* [STUDY MATERIAL]

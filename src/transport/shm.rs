//! Memory-mapped frame channels for lock-free, zero-copy frame transfer.
//!
//! This module implements the shared-memory half of the transport layer: a
//! fixed-size ring of frame slots backed by a memory-mapped file, written by
//! exactly one producer and read by any number of consumers (typically the
//! display client in another process).
//!
//! # Features
//! - Lock-free slot protocol using atomic generation counters
//! - Torn-read detection: readers retry instead of observing partial frames
//! - Cross-process compatibility with #[repr(C)] layout
//! - A monotonic publish counter so consumers can detect dropped frames
//!
//! # Memory Layout
//! ```text
//! [128-byte channel header] [slot 0] [slot 1] ... [slot N-1]
//!
//! Channel header (cache-line aligned):
//!   magic: u64              (0x15_1D_AQ.. channel magic)
//!   layout_version: u32
//!   slot_count: u32
//!   slot_capacity: u64      (pixel bytes per slot)
//!   width/height/depth: u32 (frame geometry for foreign readers)
//!   sequence: AtomicU64     (total frames published)
//!
//! Slot = [64-byte slot header][pixel payload]
//!   generation: AtomicU64   (odd while a write is in progress)
//!   sequence_id / timestamp_us / geometry / payload_len
//! ```
//!
//! # Generation protocol
//!
//! The writer bumps a slot's generation to an odd value before touching the
//! slot, writes header and payload, then bumps it to the next even value. A
//! reader loads the generation, copies the slot, and loads the generation
//! again: any mismatch or odd value is a torn read and the reader must
//! retry. No cross-process lock exists anywhere on this path.

use anyhow::{anyhow, Context, Result};
use memmap2::{MmapMut, MmapOptions};
use std::fs::OpenOptions;
use std::path::Path;
use std::sync::atomic::{fence, AtomicU64, Ordering};
use std::sync::Arc;

use crate::core::Frame;
use crate::error::{IsiError, IsiResult};

/// Magic number identifying a frame channel file.
const MAGIC: u64 = 0x1511_DA9F_0000_0001;

/// On-disk layout version; bumped on any incompatible change.
const LAYOUT_VERSION: u32 = 1;

/// Channel header size (two cache lines on most systems).
const HEADER_SIZE: usize = 128;

/// Per-slot header size.
const SLOT_HEADER_SIZE: usize = 64;

/// Consecutive read attempts before a torn read is reported to the caller.
const TORN_READ_RETRIES: usize = 3;
#[cfg(test)]
mod tests {
    use super::*;

    fn all_states() -> Vec<AcqState> {
        vec![
            AcqState::Idle,
            AcqState::Baseline,
            AcqState::StimulusDirection(Direction::LR),
            AcqState::StimulusDirection(Direction::BT),
            AcqState::InterDirection,
            AcqState::Finalizing,
            AcqState::Complete,
            AcqState::Aborted,
        ]
    }

    #[test]
    fn stimulus_is_only_reachable_through_baseline() {
        // The only legal edge into StimulusDirection from outside a sweep
        // sequence is Baseline -> StimulusDirection.
        for state in all_states() {
            let reaches = state.can_transition_to(&AcqState::StimulusDirection(Direction::LR));
            let legal = matches!(
                state,
                AcqState::Baseline | AcqState::InterDirection
            );
            assert_eq!(reaches, legal, "from {state:?}");
        }
        // And InterDirection itself is only reachable from a stimulus phase,
        // so every path from Idle passes Baseline first.
        assert!(!AcqState::Idle.can_transition_to(&AcqState::InterDirection));
        assert!(!AcqState::Idle.can_transition_to(&AcqState::StimulusDirection(Direction::LR)));
        assert!(AcqState::Idle.can_transition_to(&AcqState::Baseline));
    }

    #[test]
    fn aborted_is_reachable_from_every_non_terminal_state_and_terminal() {
        for state in all_states() {
            if state.is_terminal() {
                // No outgoing edges at all.
                for next in all_states() {
                    assert!(!state.can_transition_to(&next), "{state:?} -> {next:?}");
                }
            } else {
                assert!(state.can_transition_to(&AcqState::Aborted), "from {state:?}");
            }
        }
    }

    #[test]
    fn complete_only_follows_finalizing() {
        for state in all_states() {
            let legal = matches!(state, AcqState::Finalizing);
            assert_eq!(state.can_transition_to(&AcqState::Complete), legal);
        }
    }

    #[test]
    fn state_serializes_with_direction_payload() {
        let json = serde_json::to_string(&AcqState::StimulusDirection(Direction::RL)).unwrap();
        assert!(json.contains("stimulus_direction"));
        assert!(json.contains("rl"));
        let back: AcqState = serde_json::from_str(&json).unwrap();
        assert_eq!(back, AcqState::StimulusDirection(Direction::RL));
    }
}
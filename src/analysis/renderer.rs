//! Thin visualization renderer.
//!
//! Maps the pipeline outputs onto fixed-layout byte planes and publishes
//! them as one frame on the analysis shared-memory channel. Layout, top to
//! bottom: azimuth, elevation, visual field sign, area labels, each plane
//! min/max normalized to `0..=255`. Color mapping is the display client's
//! concern, not ours.

use ndarray::Array2;
use std::sync::atomic::{AtomicU64, Ordering};
use std::sync::Arc;

use crate::analysis::AnalysisProducts;
use crate::core::{now_us, Frame};
use crate::error::{IsiError, IsiResult};
use crate::transport::shm::FrameChannel;

/// Publishes visualization layers on the analysis frame channel.
pub struct AnalysisRenderer {
    channel: Arc<FrameChannel>,
    sequence: AtomicU64,
}

impl AnalysisRenderer {
    /// Create a renderer publishing to `channel`.
    pub fn new(channel: Arc<FrameChannel>) -> Self {
        Self {
            channel,
            sequence: AtomicU64::new(0),
        }
    }

    /// Render the pipeline products into one stacked layer frame.
    pub fn publish(&self, products: &AnalysisProducts) -> IsiResult<()> {
        let (rows, cols) = products.vfs.dim();
        let (width, height, depth) = self.channel.geometry();
        if cols != width as usize || rows * 4 != height as usize || depth != 1 {
            return Err(IsiError::Configuration(format!(
                "analysis channel geometry {}x{}x{} cannot hold 4 planes of {}x{}",
                width, height, depth, cols, rows
            )));
        }

        let labels_f32 = products.segmentation.labels.mapv(|l| l as f32);
        let mut pixels = Vec::with_capacity(cols * rows * 4);
        for plane in [
            &products.retinotopy.azimuth,
            &products.retinotopy.elevation,
            &products.vfs,
            &labels_f32,
        ] {
            pixels.extend(normalize_plane(plane));
        }

        let sequence = self.sequence.fetch_add(1, Ordering::AcqRel);
        let frame = Frame::new(
            sequence,
            now_us(),
            width,
            height,
            1,
            Arc::from(pixels),
        )?;
        self.channel.publish(&frame)?;
        Ok(())
    }
}

/// Min/max normalize one plane to bytes; a flat plane renders as zeros.
fn normalize_plane(plane: &Array2<f32>) -> Vec<u8> {
    let mut min = f32::INFINITY;
    let mut max = f32::NEG_INFINITY;
    for &v in plane.iter() {
        if v.is_finite() {
            min = min.min(v);
            max = max.max(v);
        }
    }
    if !min.is_finite() || !max.is_finite() || (max - min).abs() < f32::EPSILON {
        return vec![0u8; plane.len()];
    }
    plane
        .iter()
        .map(|&v| {
            if v.is_finite() {
                (((v - min) / (max - min)) * 255.0) as u8
            } else {
                0
            }
        })
        .collect()
}

#[cfg(test)]
mod tests {
    use super::*;
    use crate::analysis::fourier::PhaseAmplitude;
    use crate::analysis::retinotopy::RetinotopicMap;
    use crate::analysis::segmentation::AreaSegmentation;
    use std::collections::HashMap;

    fn products(rows: usize, cols: usize) -> AnalysisProducts {
        let dim = (rows, cols);
        AnalysisProducts {
            per_direction: HashMap::<_, PhaseAmplitude>::new(),
            retinotopy: RetinotopicMap {
                azimuth: Array2::from_shape_fn(dim, |(_, x)| x as f32),
                elevation: Array2::from_shape_fn(dim, |(y, _)| y as f32),
                mask: Array2::from_elem(dim, true),
            },
            vfs: Array2::from_elem(dim, 1.0),
            boundaries: Vec::new(),
            segmentation: AreaSegmentation {
                labels: Array2::zeros(dim),
                regions: Vec::new(),
            },
        }
    }

    #[test]
    fn normalization_spans_full_byte_range() {
        let plane = Array2::from_shape_fn((2, 4), |(_, x)| x as f32);
        let bytes = normalize_plane(&plane);
        assert_eq!(bytes[0], 0);
        assert_eq!(bytes[3], 255);
    }

    #[test]
    fn flat_plane_renders_as_zeros() {
        let plane = Array2::from_elem((3, 3), 7.5f32);
        assert!(normalize_plane(&plane).iter().all(|&b| b == 0));
    }

    #[test]
    fn publishes_four_stacked_planes() {
        let dir = tempfile::tempdir().unwrap();
        let channel = Arc::new(
            FrameChannel::create(&dir.path().join("analysis.ring"), 2, 8, 24, 1).unwrap(),
        );
        let renderer = AnalysisRenderer::new(Arc::clone(&channel));

        renderer.publish(&products(6, 8)).unwrap();
        let frame = channel.read_latest().unwrap().unwrap();
        assert_eq!(frame.byte_len(), 8 * 24);
        assert_eq!(frame.width, 8);

        // Geometry mismatch is a reported configuration error.
        assert!(renderer.publish(&products(4, 4)).is_err());
    }
}
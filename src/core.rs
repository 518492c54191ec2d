//! Fundamental data types shared across the engine.
//!
//! This module defines the `Frame` type that moves through the shared-memory
//! channels, the four sweep `Direction`s of a retinotopy run, and the event
//! types emitted by the capture and playback loops toward the timestamp
//! synchronization tracker.

use serde::{Deserialize, Serialize};
use std::fmt;
use std::sync::Arc;

use crate::error::{IsiError, IsiResult};

/// Sweep direction of the periodic stimulus.
///
/// Opposing pairs (LR/RL and TB/BT) are combined during analysis to cancel
/// the hemodynamic delay term common to both sweeps of an axis.
#[derive(Debug, Clone, Copy, PartialEq, Eq, Hash, Serialize, Deserialize)]
#[serde(rename_all = "lowercase")]
pub enum Direction {
    /// Left-to-right azimuth sweep.
    LR,
    /// Right-to-left azimuth sweep.
    RL,
    /// Top-to-bottom elevation sweep.
    TB,
    /// Bottom-to-top elevation sweep.
    BT,
}

impl Direction {
    /// All four directions in the default presentation ordering.
    pub const ALL: [Direction; 4] = [Direction::LR, Direction::RL, Direction::TB, Direction::BT];

    /// The opposing sweep of the same axis.
    pub fn opposite(&self) -> Direction {
        match self {
            Direction::LR => Direction::RL,
            Direction::RL => Direction::LR,
            Direction::TB => Direction::BT,
            Direction::BT => Direction::TB,
        }
    }

    /// Whether this direction sweeps the azimuth (horizontal) axis.
    pub fn is_azimuth(&self) -> bool {
        matches!(self, Direction::LR | Direction::RL)
    }

    /// Stable lowercase token used in persisted layouts and wire payloads.
    pub fn as_str(&self) -> &'static str {
        match self {
            Direction::LR => "lr",
            Direction::RL => "rl",
            Direction::TB => "tb",
            Direction::BT => "bt",
        }
    }

    /// Parse the persisted token back into a direction.
    pub fn parse(token: &str) -> IsiResult<Direction> {
        match token {
            "lr" => Ok(Direction::LR),
            "rl" => Ok(Direction::RL),
            "tb" => Ok(Direction::TB),
            "bt" => Ok(Direction::BT),
            other => Err(IsiError::Configuration(format!(
                "unknown direction token '{other}'"
            ))),
        }
    }
}

impl fmt::Display for Direction {
    fn fmt(&self, f: &mut fmt::Formatter<'_>) -> fmt::Result {
        f.write_str(self.as_str())
    }
}

/// A single image frame moving through the system.
///
/// Frames are produced by a capture source or the stimulus renderer and are
/// never mutated after publication; the pixel buffer is reference-counted so
/// the capture loop, the shared-memory writer and the session recorder can
/// hold the same bytes without copies.
#[derive(Debug, Clone)]
pub struct Frame {
    /// Monotonically increasing per-producer sequence number.
    pub sequence_id: u64,
    /// Capture or presentation timestamp in microseconds.
    pub timestamp_us: i64,
    /// Frame width in pixels.
    pub width: u32,
    /// Frame height in pixels.
    pub height: u32,
    /// Bytes per pixel (1 for 8-bit mono, 2 for 16-bit little-endian mono).
    pub channel_depth: u8,
    /// Raw pixel bytes, `width * height * channel_depth` long.
    pub pixel_buffer: Arc<[u8]>,
}

impl Frame {
    /// Build a frame, validating that the buffer matches the geometry.
    pub fn new(
        sequence_id: u64,
        timestamp_us: i64,
        width: u32,
        height: u32,
        channel_depth: u8,
        pixel_buffer: Arc<[u8]>,
    ) -> IsiResult<Self> {
        let expected = width as usize * height as usize * channel_depth as usize;
        if pixel_buffer.len() != expected {
            return Err(IsiError::Configuration(format!(
                "pixel buffer length {} does not match {}x{}x{}",
                pixel_buffer.len(),
                width,
                height,
                channel_depth
            )));
        }
        if !matches!(channel_depth, 1 | 2) {
            return Err(IsiError::Configuration(format!(
                "unsupported channel depth {channel_depth}"
            )));
        }
        Ok(Self {
            sequence_id,
            timestamp_us,
            width,
            height,
            channel_depth,
            pixel_buffer,
        })
    }

    /// Total pixel payload size in bytes.
    pub fn byte_len(&self) -> usize {
        self.pixel_buffer.len()
    }

    /// Number of pixels per frame.
    pub fn pixel_count(&self) -> usize {
        self.width as usize * self.height as usize
    }

    /// Convert the pixel payload to single-channel `f32` intensity.
    ///
    /// 16-bit frames are decoded little-endian. Analysis operates on this
    /// representation exclusively.
    pub fn intensity(&self) -> Vec<f32> {
        match self.channel_depth {
            2 => self
                .pixel_buffer
                .chunks_exact(2)
                .map(|b| u16::from_le_bytes([b[0], b[1]]) as f32)
                .collect(),
            _ => self.pixel_buffer.iter().map(|&b| b as f32).collect(),
        }
    }
}

/// Stimulus presentation event, emitted by the playback loop once per
/// presented frame.
#[derive(Debug, Clone, Copy, PartialEq, Eq, Serialize, Deserialize)]
pub struct StimulusEvent {
    /// Sequence id of the presented stimulus frame.
    pub frame_id: u64,
    /// Presentation timestamp in microseconds.
    pub timestamp_us: i64,
    /// Direction being swept when the frame was presented.
    pub direction: Direction,
    /// Zero-based repetition index within the direction.
    pub cycle_index: u32,
}

/// Camera capture event, emitted by the capture loop once per frame.
#[derive(Debug, Clone, Copy, PartialEq, Eq, Serialize, Deserialize)]
pub struct CameraEvent {
    /// Sequence id of the captured camera frame.
    pub frame_id: u64,
    /// Capture timestamp in microseconds.
    pub timestamp_us: i64,
}

/// Current wall-clock time in microseconds since the Unix epoch.
pub fn now_us() -> i64 {
    chrono::Utc::now().timestamp_micros()
}

#[cfg(test)]
mod tests {
    use super::*;

    #[test]
    fn direction_opposites_pair_by_axis() {
        for d in Direction::ALL {
            assert_eq!(d.opposite().opposite(), d);
            assert_eq!(d.is_azimuth(), d.opposite().is_azimuth());
        }
    }

    #[test]
    fn direction_tokens_round_trip() {
        for d in Direction::ALL {
            assert_eq!(Direction::parse(d.as_str()).ok(), Some(d));
        }
        assert!(Direction::parse("diagonal").is_err());
    }

    #[test]
    fn frame_rejects_geometry_mismatch() {
        let buf: Arc<[u8]> = vec![0u8; 10].into();
        assert!(Frame::new(0, 0, 4, 4, 1, buf).is_err());
    }

    #[test]
    fn intensity_decodes_16bit_little_endian() {
        let buf: Arc<[u8]> = vec![0x34, 0x12, 0xff, 0x00].into();
        let frame = Frame::new(0, 0, 2, 1, 2, buf).ok();
        let frame = frame.as_ref().map(Frame::intensity);
        assert_eq!(frame, Some(vec![0x1234 as f32, 0x00ff as f32]));
    }
}
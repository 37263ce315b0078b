// Hide missing documentation warning for codegen structs
#![allow(missing_docs)]

/// OAuth authentication scope for GCTTS.
pub const AUTH_SCOPE: &str = "https://www.googleapis.com/auth/cloud-platform";

/// Generated APIs for GCTTS.
pub mod codegen {
    include!("./codegen/google.cloud.texttospeech.v1.rs");
}
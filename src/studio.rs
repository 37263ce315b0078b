use std::{collections::BTreeSet, path::Path, sync::Arc};

use tracing::{info, instrument};

use crate::{
    catalog::VoiceCatalogCache,
    error::StudioError,
    selection::{filter_by_language, list_languages},
    service::SpeechBackend,
    synthesis::{build_request, SpeechSynthesisResponse},
    voice::{VoiceCatalog, VoiceRecord},
};

/// Single user session.
///
/// Owns speech backend, injected voice catalog cache, and the most recently synthesized audio.
pub struct Studio<B> {
    backend: B,
    cache: VoiceCatalogCache,
    last_audio: Option<SpeechSynthesisResponse>,
}

impl<B> Studio<B>
where
    B: SpeechBackend,
{
    pub fn new(backend: B, cache: VoiceCatalogCache) -> Self {
        Self {
            backend,
            cache,
            last_audio: None,
        }
    }

    /// Get voice catalog, fetching it only if cached one is missing or expired.
    pub async fn catalog(&mut self) -> Result<Arc<VoiceCatalog>, StudioError> {
        self.cache.get_or_fetch(&mut self.backend).await
    }

    /// Force next catalog access to hit the backend.
    pub fn refresh(&mut self) {
        info!("Voice catalog invalidated");
        self.cache.invalidate();
    }

    /// Get every selectable locale.
    ///
    /// Fails with [`StudioError::EmptyCatalog`] if there is nothing to select from.
    pub async fn languages(&mut self) -> Result<BTreeSet<String>, StudioError> {
        let languages = list_languages(self.catalog().await?.as_ref());

        if languages.is_empty() {
            Err(StudioError::EmptyCatalog)
        } else {
            Ok(languages)
        }
    }

    /// Get voices, that support provided locale, in catalog order.
    ///
    /// Locale, that isn't supported by any voice, is treated as a stale selection.
    pub async fn voices(&mut self, language: &str) -> Result<Vec<VoiceRecord>, StudioError> {
        let catalog = self.catalog().await?;

        if catalog.is_empty() {
            return Err(StudioError::EmptyCatalog);
        }

        let filtered: Vec<_> = filter_by_language(&catalog, language)
            .into_iter()
            .cloned()
            .collect();

        if filtered.is_empty() {
            Err(StudioError::SelectionNotFound(String::from(language)))
        } else {
            Ok(filtered)
        }
    }

    /// Synthesize text with a selected voice.
    ///
    /// Synthesized audio replaces the previous one, see [`Studio::save_last`].
    #[instrument(skip(self, text, voice), fields(voice = %voice.name), err)]
    pub async fn synthesize(
        &mut self,
        text: &str,
        language: &str,
        voice: &VoiceRecord,
    ) -> Result<&SpeechSynthesisResponse, StudioError> {
        let request = build_request(text, language, voice);

        let response = self
            .backend
            .synthesize(request)
            .await
            .map_err(StudioError::backend)?;

        info!(bytes = response.audio.len(), "Synthesized speech");

        Ok(self.last_audio.insert(response))
    }

    /// Write the most recently synthesized audio to provided file.
    ///
    /// Returns [`None`] if nothing was synthesized yet.
    pub async fn save_last<P>(&self, path: P) -> Option<Result<usize, StudioError>>
    where
        P: AsRef<Path>,
    {
        let audio = self.last_audio.as_ref()?;

        Some(
            audio
                .save(path)
                .await
                .map(|_| audio.audio.len())
                .map_err(StudioError::from),
        )
    }

    #[cfg(test)]
    pub(crate) fn backend(&self) -> &B {
        &self.backend
    }
}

* [THE TASK]
Spot the lines above that mention "VoiceRecord" and copy them.

* [RESULT]
    voice::{VoiceCatalog, VoiceRecord},
    pub async fn voices(&mut self, language: &str) -> Result<Vec<VoiceRecord>, StudioError> {
        voice: &VoiceRecord,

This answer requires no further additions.